WHAT IS EXPECTED:
Go through the records and report each line holding the string "AssemblerResult".

INFORMATION SUPPLIED:
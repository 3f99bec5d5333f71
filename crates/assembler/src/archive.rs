//! Delivery container construction.

use crate::error::{AssemblerError, AssemblerResult};
use std::fs::File;
use std::io::{self, Write};
use std::path::Path;
use walkdir::WalkDir;
use zip::write::SimpleFileOptions;
use zip::{CompressionMethod, ZipWriter};

/// Build the delivery ZIP from the package directory.
///
/// Entries are rooted at the package folder name and walked in sorted
/// order, so identical inputs produce identically-ordered archives.
/// Compression is CPU-bound and runs off the async runtime.
pub async fn build_archive(
    working_dir: &Path,
    package_dir: &Path,
    archive_path: &Path,
) -> AssemblerResult<u64> {
    let working_dir = working_dir.to_path_buf();
    let package_dir = package_dir.to_path_buf();
    let archive_path = archive_path.to_path_buf();
    tokio::task::spawn_blocking(move || build_zip(&working_dir, &package_dir, &archive_path))
        .await
        .map_err(|e| AssemblerError::ArchiveIo(format!("archive task failed: {e}")))?
}

fn build_zip(working_dir: &Path, package_dir: &Path, archive_path: &Path) -> AssemblerResult<u64> {
    let file = File::create(archive_path).map_err(archive_io)?;
    let mut zip = ZipWriter::new(file);
    let options = SimpleFileOptions::default()
        .compression_method(CompressionMethod::Deflated)
        .compression_level(Some(9));

    for entry in WalkDir::new(package_dir).sort_by_file_name() {
        let entry = entry.map_err(|e| AssemblerError::ArchiveIo(e.to_string()))?;
        let relative = entry
            .path()
            .strip_prefix(working_dir)
            .map_err(|e| AssemblerError::ArchiveIo(e.to_string()))?;
        let name = relative
            .components()
            .map(|c| c.as_os_str().to_string_lossy())
            .collect::<Vec<_>>()
            .join("/");
        if name.is_empty() {
            continue;
        }

        if entry.file_type().is_dir() {
            zip.add_directory(name.as_str(), options).map_err(zip_io)?;
        } else {
            zip.start_file(name.as_str(), options).map_err(zip_io)?;
            let mut source = File::open(entry.path()).map_err(archive_io)?;
            io::copy(&mut source, &mut zip).map_err(archive_io)?;
        }
    }

    let mut file = zip.finish().map_err(zip_io)?;
    file.flush().map_err(archive_io)?;
    Ok(file.metadata().map_err(archive_io)?.len())
}

fn archive_io(e: io::Error) -> AssemblerError {
    AssemblerError::ArchiveIo(e.to_string())
}

fn zip_io(e: zip::result::ZipError) -> AssemblerError {
    AssemblerError::ArchiveIo(e.to_string())
}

SOLVED EXERCISE:
use crate::error::{AssemblerError, AssemblerResult};
) -> AssemblerResult<u64> {
fn build_zip(working_dir: &Path, package_dir: &Path, archive_path: &Path) -> AssemblerResult<u64> {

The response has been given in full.